Effect of Irbesartan on Chemerin in the Renal Tissues of Diabetic Rats.

Background/Aims: Chemerin was introduced as a novel adipokine that plays a crucial role in insulin signaling and diabetic nephropathy. Serum chemerin levels are significantly elevated in type 2 diabetes patients with macroalbuminuria. However, the underlying mechanisms remain unclear. We conducted a preliminary investigation of the effects of the reninangiotensin system (RAS) on chemerin expression in streptozotocin-induced diabetic rats. Methods: Streptozotocin-induced diabetic rats were randomized into control, diabetic, and irbesartan-treated groups.
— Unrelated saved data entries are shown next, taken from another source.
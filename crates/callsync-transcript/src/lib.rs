mod call;
mod conversation;
mod map;
mod segment;
mod turn;

pub use call::{build_call_request, CreateCallRequest, CreateCallResponse};
pub use conversation::{Charging, Conversation, ConversationMetadata, ConversationSummary, PhoneCall};
pub use map::{map_transcript, MapError};
pub use segment::{Segment, SegmentRole, ToolInfo, ToolResult};
pub use turn::{RawToolCall, RawToolResult, RawTurn};
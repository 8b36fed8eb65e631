use callsync_core::Config;

pub fn execute(config: &Config) -> anyhow::Result<()> {
    println!("ElevenLabs:");
    println!("  api_key:  {}", redact(&config.elevenlabs_api_key));
    println!("  agent_id: {}", config.elevenlabs_agent_id);
    println!("Tuner:");
    println!("  api_key:      {}", redact(&config.tuner_api_key));
    println!("  api_url:      {}", config.tuner_api_url);
    println!("  workspace_id: {}", config.tuner_workspace_id);
    println!(
        "  agent_remote_identifier: {}",
        config.tuner_agent_remote_identifier
    );
    println!("Window:");
    println!("  hours: {}", config.window_hours);
    match (config.window_start, config.window_end) {
        (Some(start), Some(end)) => println!("  explicit: {start} .. {end}"),
        _ => println!("  explicit: (not set)"),
    }
    Ok(())
}

fn redact(secret: &str) -> String {
    if secret.len() <= 4 {
        "****".to_string()
    } else {
        format!("{}****", &secret[..4])
    }
}

#[cfg(test)]
mod tests {
    use super::*;

    #[test]
    fn redact_keeps_short_prefix_only() {
        assert_eq!(redact("sk-abcdef123456"), "sk-a****");
    }

    #[test]
    fn redact_short_secret_entirely() {
        assert_eq!(redact("abc"), "****");
        assert_eq!(redact(""), "****");
    }
}
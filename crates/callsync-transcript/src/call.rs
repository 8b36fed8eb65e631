use crate::conversation::Conversation;
use crate::map::{map_transcript, MapError};
use crate::segment::{Segment, SegmentRole};
use serde::{Deserialize, Serialize};
use serde_json::Value;

// ── Tuner create-call envelope ──

/// Request body for Tuner's public create-call endpoint.
#[derive(Debug, Serialize, Deserialize, Clone)]
pub struct CreateCallRequest {
    pub call_id: String,
    pub call_type: String,
    pub transcript_with_tool_calls: Vec<Segment>,
    /// Unix epoch milliseconds.
    pub start_timestamp: i64,
    /// Unix epoch milliseconds; >= start_timestamp.
    pub end_timestamp: i64,
    #[serde(default, skip_serializing_if = "Option::is_none")]
    pub recording_url: Option<String>,
    #[serde(default, skip_serializing_if = "Option::is_none")]
    pub duration_ms: Option<i64>,
    #[serde(default, skip_serializing_if = "Option::is_none")]
    pub call_status: Option<String>,
    #[serde(default, skip_serializing_if = "Option::is_none")]
    pub disconnection_reason: Option<String>,
    #[serde(default, skip_serializing_if = "Option::is_none")]
    pub caller_phone_number: Option<String>,
    /// USD cents.
    #[serde(default, skip_serializing_if = "Option::is_none")]
    pub call_cost: Option<f64>,
    #[serde(default, skip_serializing_if = "Option::is_none")]
    pub call_analysis: Option<Value>,
    #[serde(default, skip_serializing_if = "Option::is_none")]
    pub general_meta_data_raw: Option<Value>,
}

/// Acknowledgment returned by Tuner on success.
#[derive(Debug, Serialize, Deserialize, Clone)]
pub struct CreateCallResponse {
    pub id: i64,
    pub provider_call_id: String,
    #[serde(default)]
    pub is_new: bool,
}

/// Per-minute talk-time rate folded into `call_cost`, on top of the
/// provider-reported LLM price.
const COST_PER_MINUTE_USD: f64 = 0.10;

/// Build the create-call request for one conversation. `now_unix` supplies
/// the fallback timestamp for records whose metadata lacks a start time.
///
/// Tuner rejects an empty timeline, so a conversation that maps to zero
/// segments gets a single placeholder agent segment spanning the call.
pub fn build_call_request(
    conversation: &Conversation,
    now_unix: i64,
) -> Result<CreateCallRequest, MapError> {
    let mut segments = map_transcript(&conversation.transcript)?;

    let metadata = conversation.metadata.as_ref();
    let start_timestamp = metadata
        .and_then(|m| m.start_time_unix_secs)
        .map(coerce_unix_ms);
    let duration_ms = metadata
        .and_then(|m| m.call_duration_secs)
        .map(|secs| (secs * 1000.0).round() as i64);

    if segments.is_empty() {
        segments.push(Segment::message(
            SegmentRole::Agent,
            "No transcript available".to_string(),
            0,
            Some(duration_ms.unwrap_or(1000)),
        ));
    }

    let (call_type, caller_phone_number) = match metadata.and_then(|m| m.phone_call.as_ref()) {
        Some(phone) => ("phone_call".to_string(), phone.external_number.clone()),
        None => ("voice".to_string(), None),
    };

    let mut cost_usd = 0.0;
    if let Some(price) = metadata
        .and_then(|m| m.charging.as_ref())
        .and_then(|c| c.llm_price)
    {
        cost_usd += price;
    }
    if let Some(secs) = metadata.and_then(|m| m.call_duration_secs) {
        cost_usd += (secs / 60.0) * COST_PER_MINUTE_USD;
    }

    let start = start_timestamp.unwrap_or(now_unix * 1000);
    let end = match (start_timestamp, duration_ms) {
        (Some(start), Some(duration)) => start + duration,
        _ => start + duration_ms.unwrap_or(60_000),
    };

    Ok(CreateCallRequest {
        call_id: conversation.conversation_id.clone(),
        call_type,
        transcript_with_tool_calls: segments,
        start_timestamp: start,
        end_timestamp: end,
        recording_url: conversation.recording_url.clone(),
        duration_ms,
        call_status: conversation.status.clone(),
        disconnection_reason: metadata.and_then(|m| m.termination_reason.clone()),
        caller_phone_number,
        call_cost: Some(cost_usd * 100.0),
        call_analysis: conversation.analysis.clone(),
        general_meta_data_raw: metadata
            .map(serde_json::to_value)
            .transpose()
            .unwrap_or_default(),
    })
}

/// Accept a Unix timestamp in seconds or milliseconds; return milliseconds.
fn coerce_unix_ms(value: i64) -> i64 {
    if value < 10_i64.pow(10) {
        value * 1000
    } else {
        value
    }
}
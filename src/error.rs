//! Error types for the simulation core.

use thiserror::Error;

/// Failures that cross the simulation boundary.
///
/// Out-of-bounds edits are not represented here: they are clipped
/// texel by texel and never reported.
#[derive(Error, Debug, Clone, PartialEq)]
pub enum SimError {
    /// Grid, framebuffer or shader program could not be created
    #[error("Resource creation failed: {0}")]
    ResourceCreation(String),

    /// The rule kernel failed to run for a tick
    #[error("Kernel execution failed: {0}")]
    KernelExecution(String),

    /// Invalid configuration value
    #[error("Configuration error: {0}")]
    Config(String),
}

/// Result type for simulation operations
pub type SimResult<T> = Result<T, SimError>;

impl SimError {
    pub fn resource(msg: impl Into<String>) -> Self {
        Self::ResourceCreation(msg.into())
    }

    pub fn kernel(msg: impl Into<String>) -> Self {
        Self::KernelExecution(msg.into())
    }

    pub fn config(msg: impl Into<String>) -> Self {
        Self::Config(msg.into())
    }

    /// Whether the host loop should keep running after this error
    pub fn is_recoverable(&self) -> bool {
        matches!(self, Self::KernelExecution(_))
    }
}
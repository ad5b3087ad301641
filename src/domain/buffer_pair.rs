//! Ping-pong pair of grids.

/// Role a buffer plays during the current generation
#[derive(Clone, Copy, PartialEq, Eq, Debug)]
pub enum Role {
    /// Last completed generation, sampled by the kernel and the presenter
    Front,
    /// Render target of the next generation
    Back,
}

/// Two equally sized grids with exactly one in each role.
///
/// Roles are decided by a single slot index, so the pair can never hold
/// two fronts or two backs.
#[derive(Clone, Debug)]
pub struct BufferPair<G> {
    slots: [G; 2],
    front: usize,
}

impl<G: Copy> BufferPair<G> {
    /// `first` starts out as the front buffer
    pub fn new(first: G, second: G) -> Self {
        Self {
            slots: [first, second],
            front: 0,
        }
    }

    pub fn front(&self) -> G {
        self.slots[self.front]
    }

    pub fn back(&self) -> G {
        self.slots[1 - self.front]
    }

    /// Exchange the roles. No texel data moves.
    ///
    /// The caller must have finished (or sequenced) every write to the
    /// back buffer, since it is sampled as the front from now on.
    pub fn swap(&mut self) {
        self.front = 1 - self.front;
    }

    /// Role of slot 0 or 1
    pub fn role_of(&self, slot: usize) -> Role {
        debug_assert!(slot < 2);
        if slot == self.front { Role::Front } else { Role::Back }
    }

    /// Both handles in slot order
    pub fn slots(&self) -> [G; 2] {
        self.slots
    }
}
use macroquad::prelude::*;

use crate::application::SimStats;

/// Format large numbers with K/M suffixes
fn format_number(n: u64) -> String {
    if n >= 1_000_000 {
        format!("{:.1}M", n as f64 / 1_000_000.0)
    } else if n >= 1_000 {
        format!("{:.1}K", n as f64 / 1_000.0)
    } else {
        format!("{}", n)
    }
}

/// Draw simulation counters in the top-left corner
pub fn draw_overlay(stats: &SimStats, rule_name: &str, tick_rate: f64) {
    draw_rectangle(4.0, 4.0, 190.0, 84.0, Color::from_rgba(0, 0, 0, 180));

    let failed_color = if stats.failed_ticks == 0 {
        Color::from_rgba(150, 150, 150, 255)
    } else {
        Color::from_rgba(255, 80, 80, 255)
    };

    let lines = [
        (format!("{} @ {:.0} gen/s", rule_name, tick_rate), WHITE),
        (
            format!("Generation: {}", format_number(stats.generation)),
            Color::from_rgba(0, 255, 150, 255),
        ),
        (format!("Edits: {}", format_number(stats.edits_applied)), GRAY),
        (format!("Failed ticks: {}", stats.failed_ticks), failed_color),
        (format!("FPS: {}", get_fps()), GRAY),
    ];

    for (i, (text, color)) in lines.iter().enumerate() {
        draw_text(text, 10.0, 20.0 + i as f32 * 15.0, 16.0, *color);
    }
}
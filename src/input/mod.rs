use macroquad::prelude::*;

use crate::application::Simulation;
use crate::domain::EditKind;
use crate::graphics::GraphicsBackend;

/// Edit selected by a pointer button: left paints, right erases
pub fn edit_kind_for(button: MouseButton) -> Option<EditKind> {
    match button {
        MouseButton::Left => Some(EditKind::Paint),
        MouseButton::Right => Some(EditKind::Erase),
        _ => None,
    }
}

/// Buttons pressed this frame that map to an edit
fn pressed_edits() -> impl Iterator<Item = EditKind> {
    [MouseButton::Left, MouseButton::Right]
        .into_iter()
        .filter(|button| is_mouse_button_pressed(*button))
        .filter_map(edit_kind_for)
}

/// Queue one edit per pointer press this frame
pub fn queue_pointer_edits<B: GraphicsBackend>(sim: &mut Simulation<B>, display: (f32, f32)) {
    let pointer = mouse_position();
    for kind in pressed_edits() {
        sim.press(pointer, kind, display);
    }
}

/// Escape closes the window
pub fn quit_requested() -> bool {
    is_key_pressed(KeyCode::Escape)
}

/// Tab toggles the statistics overlay
pub fn overlay_toggled() -> bool {
    is_key_pressed(KeyCode::Tab)
}
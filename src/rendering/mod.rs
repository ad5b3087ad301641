mod gpu;
mod overlay;
pub mod shaders;

pub use gpu::{KernelProgram, MacroquadBackend};
pub use overlay::draw_overlay;
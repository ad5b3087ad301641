//! CPU backend: grids live in main memory and rule kernels run on rayon.
//!
//! Runs without a window, so it backs the benchmark binary and the tests.

use super::{ChannelLayout, GraphicsBackend, GridId};
use crate::domain::{Rule, Texel, TexelGrid};
use crate::error::{SimError, SimResult};

/// Number of sampler slots a kernel can read from
const SAMPLE_SLOTS: usize = 4;

pub struct SoftwareBackend {
    grids: Vec<TexelGrid>,
    render_target: Option<GridId>,
    sample_slots: [Option<GridId>; SAMPLE_SLOTS],
    time: f64,
    display: (f32, f32),
    presented: Vec<GridId>,
    region_writes: usize,
    kernel_runs: usize,
}

impl SoftwareBackend {
    pub fn new(display_width: f32, display_height: f32) -> Self {
        Self {
            grids: Vec::new(),
            render_target: None,
            sample_slots: [None; SAMPLE_SLOTS],
            time: 0.0,
            display: (display_width, display_height),
            presented: Vec::new(),
            region_writes: 0,
            kernel_runs: 0,
        }
    }

    /// Set the clock reported by `now()`
    pub fn set_time(&mut self, seconds: f64) {
        self.time = seconds;
    }

    /// Move the clock forward
    pub fn advance(&mut self, seconds: f64) {
        self.time += seconds;
    }

    /// Read back a grid
    pub fn grid(&self, id: GridId) -> Option<&TexelGrid> {
        self.grids.get(id.0)
    }

    /// Grids handed to `present`, oldest first
    pub fn presented(&self) -> &[GridId] {
        &self.presented
    }

    /// Number of `write_region` calls so far
    pub fn region_writes(&self) -> usize {
        self.region_writes
    }

    /// Number of successful kernel runs so far
    pub fn kernel_runs(&self) -> usize {
        self.kernel_runs
    }

    fn check(&self, id: GridId) -> SimResult<()> {
        if id.0 < self.grids.len() {
            Ok(())
        } else {
            Err(SimError::kernel(format!("unknown grid {:?}", id)))
        }
    }
}

impl GraphicsBackend for SoftwareBackend {
    type Program = Box<dyn Rule>;

    fn create_grid(&mut self, width: usize, height: usize, layout: ChannelLayout) -> SimResult<GridId> {
        if width == 0 || height == 0 {
            return Err(SimError::resource(format!("cannot allocate a {width}x{height} grid")));
        }
        debug_assert_eq!(layout.bytes_per_texel(), 4);
        self.grids.push(TexelGrid::new(width, height));
        Ok(GridId(self.grids.len() - 1))
    }

    fn bind_as_render_target(&mut self, grid: GridId) {
        self.render_target = Some(grid);
    }

    fn bind_as_sample_source(&mut self, grid: GridId, slot: usize) {
        match self.sample_slots.get_mut(slot) {
            Some(entry) => *entry = Some(grid),
            None => tracing::warn!("sampler slot {slot} out of range, binding ignored"),
        }
    }

    fn clear(&mut self, target: GridId) {
        if let Some(grid) = self.grids.get_mut(target.0) {
            grid.fill(Texel::DEAD);
        }
    }

    fn execute_kernel(&mut self, program: &Self::Program, target: GridId) -> SimResult<()> {
        self.check(target)?;
        if self.render_target != Some(target) {
            return Err(SimError::kernel(format!("{:?} is not the bound render target", target)));
        }
        let source = self.sample_slots[0]
            .ok_or_else(|| SimError::kernel("no sample source bound at slot 0"))?;
        self.check(source)?;
        if source == target {
            return Err(SimError::kernel("sample source and render target are the same grid"));
        }
        if self.grids[source.0].dimensions() != self.grids[target.0].dimensions() {
            return Err(SimError::kernel("sample source and render target differ in size"));
        }

        let mut out = std::mem::replace(&mut self.grids[target.0], TexelGrid::new(0, 0));
        self.grids[source.0].evolve_into(program.as_ref(), &mut out);
        self.grids[target.0] = out;
        self.kernel_runs += 1;
        Ok(())
    }

    fn present(&mut self, grid: GridId) {
        self.presented.push(grid);
    }

    fn write_region(&mut self, grid: GridId, data: &[u8], x: usize, y: usize, w: usize, h: usize) {
        match self.grids.get_mut(grid.0) {
            Some(target) => {
                target.write_region(data, x, y, w, h);
                self.region_writes += 1;
            }
            None => tracing::warn!("write to unknown grid {:?} dropped", grid),
        }
    }

    fn now(&self) -> f64 {
        self.time
    }

    fn display_size(&self) -> (f32, f32) {
        self.display
    }
}
/// One grid cell: four 8-bit channels.
/// Channel 0 holds the cell state, the other channels belong to the rule kernel.
#[derive(Clone, Copy, PartialEq, Eq, Debug, Default, Hash)]
pub struct Texel(pub [u8; 4]);

impl Texel {
    /// Pattern written by a Paint edit
    pub const ALIVE: Texel = Texel([0xFF, 0x00, 0x00, 0x00]);

    /// Pattern written by an Erase edit
    pub const DEAD: Texel = Texel([0x00, 0x00, 0x00, 0x00]);

    /// Channel 0 value at or above which a cell counts as alive
    pub const ALIVE_THRESHOLD: u8 = 0x80;

    /// Check if the cell is currently alive
    pub const fn is_alive(self) -> bool {
        self.0[0] >= Self::ALIVE_THRESHOLD
    }

    /// Texel emitted by a rule kernel for the given state
    pub const fn from_state(alive: bool) -> Self {
        if alive {
            Texel([0xFF, 0x00, 0x00, 0xFF])
        } else {
            Texel([0x00, 0x00, 0x00, 0xFF])
        }
    }

    pub const fn bytes(self) -> [u8; 4] {
        self.0
    }
}

#[cfg(test)]
mod tests {
    use super::*;

    #[test]
    fn test_edit_patterns() {
        assert!(Texel::ALIVE.is_alive());
        assert!(!Texel::DEAD.is_alive());
        assert_eq!(Texel::ALIVE.bytes(), [0xFF, 0, 0, 0]);
        assert_eq!(Texel::DEAD.bytes(), [0, 0, 0, 0]);
    }

    #[test]
    fn test_threshold_on_channel_zero_only() {
        assert!(Texel([0x80, 0, 0, 0]).is_alive());
        assert!(!Texel([0x7F, 0xFF, 0xFF, 0xFF]).is_alive());
    }

    #[test]
    fn test_kernel_output_is_opaque() {
        assert_eq!(Texel::from_state(true).bytes()[3], 0xFF);
        assert_eq!(Texel::from_state(false).bytes()[3], 0xFF);
        assert!(Texel::from_state(true).is_alive());
        assert!(!Texel::from_state(false).is_alive());
    }
}
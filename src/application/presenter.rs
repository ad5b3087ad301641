use crate::domain::BufferPair;
use crate::graphics::{GraphicsBackend, GridId};

/// Draws the front buffer to the display once per frame.
///
/// Holds no grid handle of its own: the front is looked up on every call,
/// so a swap earlier in the same frame is always picked up.
#[derive(Debug, Default)]
pub struct Presenter {
    frames: u64,
}

impl Presenter {
    pub fn new() -> Self {
        Self::default()
    }

    pub fn present<B: GraphicsBackend>(&mut self, backend: &mut B, buffers: &BufferPair<GridId>) {
        backend.present(buffers.front());
        self.frames += 1;
    }

    /// Frames presented so far
    pub fn frames(&self) -> u64 {
        self.frames
    }
}
//! User edits captured between ticks and the queue that holds them.

use super::{Texel, TexelGrid};

/// What an edit does to the cells under the brush
#[derive(Clone, Copy, PartialEq, Eq, Debug)]
pub enum EditKind {
    Paint,
    Erase,
}

impl EditKind {
    /// Texel pattern written by this edit
    pub const fn texel(self) -> Texel {
        match self {
            EditKind::Paint => Texel::ALIVE,
            EditKind::Erase => Texel::DEAD,
        }
    }
}

/// A single paint or erase action in grid coordinates.
/// Coordinates may lie outside the grid.
#[derive(Clone, Copy, PartialEq, Eq, Debug)]
pub struct Edit {
    pub x: i32,
    pub y: i32,
    pub kind: EditKind,
}

impl Edit {
    pub const fn new(x: i32, y: i32, kind: EditKind) -> Self {
        Self { x, y, kind }
    }

    pub const fn paint(x: i32, y: i32) -> Self {
        Self::new(x, y, EditKind::Paint)
    }

    pub const fn erase(x: i32, y: i32) -> Self {
        Self::new(x, y, EditKind::Erase)
    }
}

/// Square brush of side `2 * radius + 1` centred on the edited cell
#[derive(Clone, Copy, PartialEq, Eq, Debug)]
pub struct Brush {
    pub radius: usize,
}

impl Default for Brush {
    fn default() -> Self {
        Self { radius: 1 }
    }
}

/// Clipped rectangle covered by a brush stroke
#[derive(Clone, Copy, PartialEq, Eq, Debug)]
pub struct Footprint {
    pub x: usize,
    pub y: usize,
    pub width: usize,
    pub height: usize,
}

impl Brush {
    /// Part of the brush square around `(x, y)` that lies inside a grid
    /// of the given size, or `None` when nothing does
    pub fn footprint(&self, x: i32, y: i32, grid: (usize, usize)) -> Option<Footprint> {
        let r = self.radius as i64;
        let (x, y) = (x as i64, y as i64);
        let x0 = (x - r).max(0);
        let y0 = (y - r).max(0);
        let x1 = (x + r).min(grid.0 as i64 - 1);
        let y1 = (y + r).min(grid.1 as i64 - 1);

        (x0 <= x1 && y0 <= y1).then(|| Footprint {
            x: x0 as usize,
            y: y0 as usize,
            width: (x1 - x0 + 1) as usize,
            height: (y1 - y0 + 1) as usize,
        })
    }
}

/// Anything edits can be written into
pub trait EditTarget {
    fn dimensions(&self) -> (usize, usize);

    fn write_region(&mut self, data: &[u8], x: usize, y: usize, w: usize, h: usize);
}

impl EditTarget for TexelGrid {
    fn dimensions(&self) -> (usize, usize) {
        TexelGrid::dimensions(self)
    }

    fn write_region(&mut self, data: &[u8], x: usize, y: usize, w: usize, h: usize) {
        TexelGrid::write_region(self, data, x, y, w, h);
    }
}

/// Edits waiting for the next tick, in arrival order
#[derive(Clone, Debug, Default)]
pub struct EditQueue {
    pending: Vec<Edit>,
}

impl EditQueue {
    pub fn new() -> Self {
        Self::default()
    }

    /// Append an edit; may be called at any time between ticks
    pub fn push(&mut self, edit: Edit) {
        self.pending.push(edit);
    }

    pub fn len(&self) -> usize {
        self.pending.len()
    }

    pub fn is_empty(&self) -> bool {
        self.pending.is_empty()
    }

    pub fn iter(&self) -> impl Iterator<Item = &Edit> {
        self.pending.iter()
    }

    /// Apply every queued edit to `target` in queue order, then empty the queue.
    ///
    /// Later edits overwrite earlier ones where brushes overlap. Texels
    /// outside the target are dropped. Returns the number of edits that
    /// touched at least one texel.
    pub fn drain_into(&mut self, target: &mut impl EditTarget, brush: Brush) -> usize {
        let size = target.dimensions();
        let mut applied = 0;

        for edit in self.pending.drain(..) {
            let Some(area) = brush.footprint(edit.x, edit.y, size) else {
                continue;
            };
            let data: Vec<u8> = std::iter::repeat(edit.kind.texel().bytes())
                .take(area.width * area.height)
                .flatten()
                .collect();
            target.write_region(&data, area.x, area.y, area.width, area.height);
            applied += 1;
        }

        applied
    }
}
Real-time polymerase chain reaction was used to detect mRNA expression of chemerin, angiotensin II type 1a receptor (AT1a), angiotensin II type 1b receptor (AT1b) and angiotensin II type 2 receptor (AT2). Immunohistochemical staining was used to detect chemerin in renal tissues. Results: Expression levels of chemerin in renal tissues were significantly elevated in the diabetic group compared to the control group. In the irbesartantreated group, chemerin expression levels and RAS-related protein levels (i.e. AT1a and AT1b) were markedly decreased compared to the diabetic group. Irbesartan treatment reduced chemerin overexpression and RAS-related protein levels in diabetic rats (i.e. AT1a and AT1b). Conclusion: Irbesartan may inhibit intrarenal RAS in diabetic rats, which may affect the expression of chemerin in the kidneys; however, the precise underlying mechanism remains to be determined.